|
ARCHIVES
|
3rd Careers
HOT TOPICS Week Ending Mar. 24, 2006 - Vol. 2, No. 10
"Advantages of Maturity: A Good Sense of humor Helps When Interviewing For A Job or Gig!"
You may even wish to make a certain "tongue in cheek" point or two to prospective employers or clients about some of these advantages:
- You were educated when people could read AND write. (By many reports, today's average public high school senior has a vocabulary of 10,000 words as compared with high school seniors of your generation when your peers sported an average vocabulary of 25,000 words.)
- You do not begin most sentences with the word "like."
- You are not tattooed and have not pierced your tongue or any other sensitive body part.
- You get to work on time each morning because employers can count on the fact that you were not likely to be out partying the night before since you are usually asleep by 9!
- You have no sick kids at home from whom to catch the measles, mumps or chicken pox.
- During a behavioral interview you may, at long last, have some credible past behaviors that really will predict future performance.
- Being overqualified might logically suggest that your prospective employer will get "more for their money" if they hire you.
- You have overcome the need to exaggerate. Your credentials, for better or worse, speak for themselves.
- You don't have hidden agendas. The simple truth is that you may need and want to work.
- You may have been with one firm for a very long time and some prospective employer may choose to view this as a liability… but your previous employer has been acquired and reacquired so often that you can legitimately claim you have worked for several companies without ever changing your parking spot!
- Along the same lines, it is legitimate to claim that it is far more likely you will be around in 5 years than their company will be… at least in its present state.
- At long last, you understand company politics AND you know how to keep your mouth shut.
- You do not have to be home at any particular time. You are – finally – free.

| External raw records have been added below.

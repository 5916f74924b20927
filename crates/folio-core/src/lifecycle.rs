//! Invoice numbering and quotation-to-invoice conversion.
//!
//! The counter update is a plain read-increment-write against the store.
//! Two writers racing on the same store can hand out the same number; a
//! single writer per store is assumed.

use chrono::{Duration, Utc};

use crate::{
  document::{Invoice, InvoiceStatus},
  store::{keys, KeyValueStore},
  Error, Repository, Result,
};

/// Days between an invoice's date and its due date on conversion.
pub const PAYMENT_TERM_DAYS: i64 = 30;

/// `INV-` followed by the counter, zero-padded to at least three digits.
pub fn format_invoice_number(n: u64) -> String { format!("INV-{n:03}") }

impl<S: KeyValueStore> Repository<S> {
  /// The counter value last handed out, `0` if none has been.
  pub async fn invoice_counter(&self) -> Result<u64> {
    let raw = self
      .store()
      .get(keys::INVOICE_COUNTER)
      .await
      .map_err(Error::store)?;
    match raw {
      None => Ok(0),
      Some(s) => s.trim().parse().map_err(|_| {
        tracing::warn!(value = %s, "stored invoice counter is not an integer");
        Error::InvalidCounter(s.clone())
      }),
    }
  }

  /// Advance the persisted counter and return the new invoice number.
  pub async fn next_invoice_number(&self) -> Result<String> {
    let next = self.invoice_counter().await? + 1;
    self
      .store()
      .set(keys::INVOICE_COUNTER, next.to_string())
      .await
      .map_err(Error::store)?;
    tracing::debug!(counter = next, "advanced invoice counter");
    Ok(format_invoice_number(next))
  }

  /// Issue a draft invoice from quotation `quotation_id`.
  ///
  /// Customer details, line items and amounts are copied as they stand.
  /// The invoice is dated today, due [`PAYMENT_TERM_DAYS`] later, and keeps a
  /// back-reference to the quotation. The quotation itself is not modified.
  /// `None` if the quotation does not exist; the counter is then untouched.
  pub async fn convert_quotation_to_invoice(&self, quotation_id: &str) -> Result<Option<Invoice>> {
    let Some(quotation) = self.quotation(quotation_id).await? else {
      return Ok(None);
    };

    let number = self.next_invoice_number().await?;
    let today = Utc::now().date_naive();

    let mut invoice = Invoice::new(
      number,
      quotation.customer_name,
      quotation.customer_contact,
      today,
      quotation.amounts,
    );
    invoice.due_date = Some(today + Duration::days(PAYMENT_TERM_DAYS));
    invoice.status = InvoiceStatus::Draft;
    invoice.quotation_id = Some(quotation.id);
    invoice.custom_fields = quotation.custom_fields;

    let invoice = self.save(invoice).await?;
    tracing::info!(
      invoice = %invoice.invoice_number,
      quotation = quotation_id,
      "converted quotation to invoice"
    );
    Ok(Some(invoice))
  }
}
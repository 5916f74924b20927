//! SQL schema for the Folio SQLite store.
//!
//! Executed at connection startup. The version is recorded in
//! `PRAGMA user_version` so later layouts can be migrated from it.

/// Full schema DDL; idempotent thanks to `CREATE TABLE IF NOT EXISTS`.
pub const SCHEMA: &str = "
PRAGMA journal_mode = WAL;

-- One row per top-level key. Values are opaque JSON text.
CREATE TABLE IF NOT EXISTS entries (
    key         TEXT PRIMARY KEY,
    value       TEXT NOT NULL,
    updated_at  TEXT NOT NULL     -- ISO 8601 UTC
);

PRAGMA user_version = 1;
";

And now, a few sentences about health care spending. From $27 billion in 1960, health care spending grew to $1.4 trillion by 2001. National health-care expenditures are projected to reach $3.1 trillion in 2012, growing at an average rate of 7.3 percent. As a percentage of GDP, health-care spending is projected to reach 17.7 percent by 2012. By comparison, health-care spending in Canada is 9.6 percent of GDP, 7.8 percent in Japan and 7.7 percent in England. Is it possible that the high costs of health care are one of the reasons that we outsource work to other countries? Can you think of a few obvious solutions for this national dilemma?